The lost community that came to be known as Church Hill was opened to white settlers by the Land Lottery of 1827. To accommodate new arrivals, Native American trading routes were improved or superseded by the creation of new roads. In 1832, Timothy Barnard’s Path, which ran from Columbus to St. Marys, became known as the St. Marys Road or the Old Salt Trail. At a point between Kinchafoonee Creek and Lanahassee Creek, where three roads crossed St. Marys Road, five churches were built in a relatively short time, including: Mt. Pisgah (Kinchafoonee) Free Will Baptist (date unknown); Shiloh Baptist (1835); Christian Union (1840); Smyrna Associate Reformed Presbyterian (1838); and Evan Chapel Methodist (1838). Records indicate a school known as Centerville Academy was formed by the Smyrna trustees in 1838, suggesting the original name for the community was Centerville. It is unclear when the moniker of Church Hill came into use, but it first appeared on maps in 1870. The Church Hill post office was operational from 1893-1903, so it is likely that the area suffered a significant population decline at the beginning of the 20th century.

Shiloh-Marion is the last remaining church of the five that gave Church Hill its name and is a great example of vernacular Greek Revival architecture, common in antebellum churches in Georgia.
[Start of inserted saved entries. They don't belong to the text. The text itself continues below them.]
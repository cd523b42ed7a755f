use crate::context::{AgentLocalContext, MovementIntents, TickContext};
use crate::leaves::{Leaf, chop_tree};
use crate::node::{Node, Status};
use chipper_core::config::Config;
use chipper_core::sync::{TaskChannel, ThinkingState};
use chipper_core::{AgentId, AgentSnapshot, BlockPos, Interaction, WorldQuery};
use chipper_nav::Pathfinder;
use log::{debug, info};
use std::sync::Arc;
use std::time::Instant;

/// Status display contents, refreshed at the display rate.
#[derive(Debug, Clone, PartialEq, Default)]
pub struct HudSnapshot {
    pub active: bool,
    pub state: &'static str,
    pub tree_target: Option<BlockPos>,
    pub mining_target: Option<BlockPos>,
    pub waypoints: usize,
    pub thinking: ThinkingState,
    pub server_target: Option<BlockPos>,
    pub repositioning: bool,
    pub clearing_leaves: bool,
}

impl HudSnapshot {
    /// Coarse summary of which branch of the tree is in charge.
    pub fn decision(&self) -> &'static str {
        match (self.tree_target, self.waypoints, self.mining_target) {
            (None, _, _) => "Finding tree",
            (Some(_), n, _) if n > 0 => "Following path",
            (Some(_), _, Some(_)) => "Mining target",
            (Some(_), _, None) => "Calculating path",
        }
    }

    /// Plain text lines for a status display.
    pub fn lines(&self) -> Vec<String> {
        fn describe(pos: Option<BlockPos>) -> String {
            pos.map_or_else(|| "None".to_string(), |p| p.to_string())
        }

        let mut lines = vec![
            format!(
                "STATUS: {}",
                if self.active { "ACTIVE" } else { "INACTIVE" }
            ),
            format!("STATE: {}", self.state),
        ];
        if !self.active {
            return lines;
        }

        lines.push(format!("TREE TARGET: {}", describe(self.tree_target)));
        if let Some(mining) = self.mining_target {
            lines.push(format!("MINING BLOCK: {}", mining));
        }
        if self.waypoints > 0 {
            lines.push(format!("PATH: following ({} waypoints)", self.waypoints));
        } else {
            lines.push("PATH: idle or calculating".to_string());
        }
        lines.push(format!("DECISION: {}", self.decision()));
        lines.push(format!("THINKING: {}", self.thinking.description()));
        if self.repositioning {
            lines.push("Server is repositioning".to_string());
        }
        if self.clearing_leaves {
            lines.push("Server is clearing leaves".to_string());
        }
        lines.push(format!("SERVER TARGET: {}", describe(self.server_target)));
        lines
    }
}

/// Reactive controller of one agent: owns the tree, its local context and its path cache.
pub struct Controller {
    agent: AgentId,
    tree: Node<Leaf>,
    local: AgentLocalContext,
    intents: MovementIntents,
    pathfinder: Pathfinder,
    config: Arc<Config>,
    hud: HudSnapshot,
}

impl Controller {
    /// Creates an inactive controller for `agent`.
    ///
    /// # Arguments
    ///
    /// * `agent` - The agent this controller drives.
    /// * `config` - Shared configuration.
    ///
    /// # Returns
    ///
    /// The new [`Controller`].
    pub fn new(agent: AgentId, config: Arc<Config>) -> Self {
        let pathfinder = Pathfinder::new(config.pathfinder.clone());
        Self {
            agent,
            tree: chop_tree(),
            local: AgentLocalContext::new(),
            intents: MovementIntents::default(),
            pathfinder,
            config,
            hud: HudSnapshot::default(),
        }
    }

    pub fn agent(&self) -> AgentId {
        self.agent
    }

    pub fn is_active(&self) -> bool {
        self.local.active
    }

    /// Activates the reactive loop and starts the authoritative task for the agent.
    pub fn activate(&mut self, snapshot: &AgentSnapshot, channel: &dyn TaskChannel) {
        if self.local.active {
            return;
        }
        info!("Activating {}", self.agent);
        self.local.active = true;
        self.local.current_state = "Initializing";
        self.local.last_position = snapshot.position;
        channel.start(self.agent);
    }

    /// Deactivates the loop, forgets all local state and stops the authoritative task.
    pub fn deactivate(&mut self, channel: &dyn TaskChannel, interaction: &mut dyn Interaction) {
        if !self.local.active {
            return;
        }
        info!("Deactivating {}", self.agent);
        self.local.reset();
        self.local.active = false;
        self.local.current_state = "Inactive";
        self.intents.release();
        interaction.cancel_breaking();
        self.hud = HudSnapshot::default();
        channel.stop(self.agent);
    }

    /// Flips the activation state.
    ///
    /// # Returns
    ///
    /// Whether the controller is active afterwards.
    pub fn toggle(
        &mut self,
        snapshot: &AgentSnapshot,
        channel: &dyn TaskChannel,
        interaction: &mut dyn Interaction,
    ) -> bool {
        if self.local.active {
            self.deactivate(channel, interaction);
        } else {
            self.activate(snapshot, channel);
        }
        self.local.active
    }

    /// Runs one host tick. The tree is only evaluated every `ai_interval` ticks.
    ///
    /// # Arguments
    ///
    /// * `world` - The world the agent lives in.
    /// * `snapshot` - Current body state of the agent.
    /// * `channel` - Channel to the authoritative task state machine.
    /// * `interaction` - Block interaction collaborator.
    /// * `now` - Current time.
    ///
    /// # Returns
    ///
    /// The status of the root if the tree was evaluated this tick.
    pub fn tick(
        &mut self,
        world: &dyn WorldQuery,
        snapshot: &AgentSnapshot,
        channel: &dyn TaskChannel,
        interaction: &mut dyn Interaction,
        now: Instant,
    ) -> Option<Status> {
        if !self.local.active {
            return None;
        }

        let mut status = None;
        if self.local.should_process_ai(self.config.behavior.ai_interval) {
            let mut ctx = TickContext {
                world,
                agent: snapshot,
                channel,
                interaction,
                local: &mut self.local,
                intents: &mut self.intents,
                pathfinder: &mut self.pathfinder,
                config: &self.config,
                now,
            };
            let result = self.tree.tick(&mut ctx);
            debug!("{} tree -> {:?} ({})", self.agent, result, self.local.current_state);
            status = Some(result);
        }

        if self.local.should_update_hud(self.config.behavior.hud_interval) {
            self.hud = self.capture_hud(channel);
        }
        status
    }

    /// Movement the host should apply this tick.
    pub fn intents(&self) -> &MovementIntents {
        &self.intents
    }

    pub fn local(&self) -> &AgentLocalContext {
        &self.local
    }

    pub fn hud(&self) -> &HudSnapshot {
        &self.hud
    }

    pub fn pathfinder(&self) -> &Pathfinder {
        &self.pathfinder
    }

    fn capture_hud(&self, channel: &dyn TaskChannel) -> HudSnapshot {
        HudSnapshot {
            active: self.local.active,
            state: self.local.current_state,
            tree_target: self.local.tree_target,
            mining_target: self.local.mining_target,
            waypoints: self.local.path.len(),
            thinking: channel.thinking_state(self.agent),
            server_target: channel.active_target(self.agent).map(BlockPos::containing),
            repositioning: channel.is_repositioning(self.agent),
            clearing_leaves: channel.is_clearing_leaves(self.agent),
        }
    }
}
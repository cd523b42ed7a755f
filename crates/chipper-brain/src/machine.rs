//! The authoritative task state machine of one agent.
//!
//! [`AgentBrain`] is ticked once per world tick. It owns the agent's
//! [`TaskState`] and [`Intelligence`], picks targets, handles obstructions and
//! timeouts, and reacts to the notifications sent by the reactive loop.

use crate::intelligence::Intelligence;
use crate::probes::{self, ScoreMode};
use crate::task::{Task, TaskState};
use chipper_core::config::Config;
use chipper_core::event::Notification;
use chipper_core::geometry::squared_distance_to_center;
use chipper_core::sync::ThinkingState;
use chipper_core::{AgentSnapshot, BlockPos, Rotation, WorldQuery};
use log::{debug, info};
use std::time::Instant;

/// The agent stops turning once this close to its rotation target, in degrees.
const ROTATION_TOLERANCE: f32 = 2.0;
/// Searches run by one intelligent tree search: the normal one and a forced exploration one.
const SEARCH_PASSES: usize = 2;
/// Ticks between two "collecting" log lines.
const COLLECT_LOG_EVERY: u32 = 40;

/// What the task state machine perceives on one tick.
pub struct Surroundings<'a> {
    pub world: &'a dyn WorldQuery,
    pub body: &'a AgentSnapshot,
    pub config: &'a Config,
    pub now: Instant,
}

impl Surroundings<'_> {
    fn feet(&self) -> BlockPos {
        self.body.block_pos()
    }

    fn distance_to(&self, pos: BlockPos) -> f64 {
        squared_distance_to_center(self.body.position, pos).sqrt()
    }
}

/// Task state and failure memory of one active agent.
#[derive(Debug, Clone)]
pub struct AgentBrain {
    state: TaskState,
    intelligence: Intelligence,
    /// The task the position history was sampled under.
    sampled_task: Task,
}
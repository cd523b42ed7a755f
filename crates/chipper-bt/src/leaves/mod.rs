//! Condition and action leaves of the chopping tree.

mod actions;
mod conditions;

use crate::context::TickContext;
use crate::node::{Behavior, Node, Status};

/// Every leaf the chopping tree is built from.
#[derive(Debug, Clone, Copy, PartialEq, Eq, Hash)]
pub enum Leaf {
    // Conditions
    IsStuck,
    ServerEmergency,
    HasTarget,
    InMiningRange,
    HasLineOfSight,

    // Actions
    ResolveStuck,
    FollowServerIntelligence,
    MineBlock,
    CalculatePath,
    FollowPath,
    InvalidateTarget,
    FindNewTree,
    Idle,
}

impl<'a> Behavior<TickContext<'a>> for Leaf {
    fn tick(&self, ctx: &mut TickContext<'a>) -> Status {
        match self {
            Leaf::IsStuck => conditions::is_stuck(ctx),
            Leaf::ServerEmergency => conditions::server_emergency(ctx),
            Leaf::HasTarget => conditions::has_target(ctx),
            Leaf::InMiningRange => conditions::in_mining_range(ctx),
            Leaf::HasLineOfSight => conditions::has_line_of_sight(ctx),
            Leaf::ResolveStuck => actions::resolve_stuck(ctx),
            Leaf::FollowServerIntelligence => actions::follow_server_intelligence(ctx),
            Leaf::MineBlock => actions::mine_block(ctx),
            Leaf::CalculatePath => actions::calculate_path(ctx),
            Leaf::FollowPath => actions::follow_path(ctx),
            Leaf::InvalidateTarget => actions::invalidate_target(ctx),
            Leaf::FindNewTree => actions::find_new_tree(ctx),
            Leaf::Idle => actions::idle(ctx),
        }
    }

    fn name(&self) -> &'static str {
        match self {
            Leaf::IsStuck => "is_stuck",
            Leaf::ServerEmergency => "server_emergency",
            Leaf::HasTarget => "has_target",
            Leaf::InMiningRange => "in_mining_range",
            Leaf::HasLineOfSight => "has_line_of_sight",
            Leaf::ResolveStuck => "resolve_stuck",
            Leaf::FollowServerIntelligence => "follow_server_intelligence",
            Leaf::MineBlock => "mine_block",
            Leaf::CalculatePath => "calculate_path",
            Leaf::FollowPath => "follow_path",
            Leaf::InvalidateTarget => "invalidate_target",
            Leaf::FindNewTree => "find_new_tree",
            Leaf::Idle => "idle",
        }
    }
}

/// Builds the chopping tree. Branches are tried top to bottom on every evaluation:
///
/// 1. stuck recovery
/// 2. authoritative override
/// 3. chop cycle: mine if in range and visible, else walk there, else drop the target
/// 4. acquire a new tree
/// 5. idle
pub fn chop_tree() -> Node<Leaf> {
    let leaf = Node::leaf;

    Node::selector([
        Node::sequence([leaf(Leaf::IsStuck), leaf(Leaf::ResolveStuck)]),
        Node::sequence([
            leaf(Leaf::ServerEmergency),
            leaf(Leaf::FollowServerIntelligence),
        ]),
        Node::sequence([
            leaf(Leaf::HasTarget),
            Node::selector([
                Node::sequence([
                    leaf(Leaf::InMiningRange),
                    leaf(Leaf::HasLineOfSight),
                    leaf(Leaf::MineBlock),
                ]),
                Node::selector([
                    Node::sequence([leaf(Leaf::CalculatePath), leaf(Leaf::FollowPath)]),
                    leaf(Leaf::InvalidateTarget),
                ]),
            ]),
        ]),
        leaf(Leaf::FindNewTree),
        leaf(Leaf::Idle),
    ])
}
A sign at the church notes the founding date as 1812, the year of the first mission; further documentation gives the founding date as 1835, when eleven members joined the Bethel Baptist Association. The church structure is believed to be contemporary to the latter date.

Shiloh-Marion Baptist Church  Cemetery, 1830s

The cemetery is a fascinating landmark in its own right, containing typical Victorian monuments and an unusual collection of stone markers.

The stones are either stacked in elongated triangular forms or used as fencing. The painted pole in the image above is meant to represent an Indigenous connection, I understand.

There has been some speculation that these graves are Indigenous in origin and to my knowledge there are no familial claims by church members. Nonetheless, the Indigenous claim seems unlikely to me.

It’s more likely they were built for early burials and the names of the decedents have simply been lost to the elements.

A sign and wooden cross mark the slave cemetery.

I don’t recall any of the enslaved being identified. Unmarked concrete stones have been placed at approximate burial locations.

New Fellowship Primitive Baptist Church, Marion County

This is located near the historic community of Church Hill.

Big Chief Grist Mill, Marion County

This site on Lanahassee Creek has been home to a grist mill since the mid-1800s, according to an oral history conducted by Mia Harris in 2016 [Columbus State University Archives: Marion County Heritage Tour, April 2016]. Located near two historic communities (Church Hill and Pineville), the mill has been operated by three generations of the Upton family.

It ceased regular operations in 1950 but was revived for a few years beginning in 1980. The late Billy E. Powell, son of Myrtice Evelyn Upton Powell, rebuilt the mill in 1994 and the sluice gate was rebuilt more recently.

The pond is known as Powell’s Mill Pond. It is one of the most beautiful locations in all of Marion County.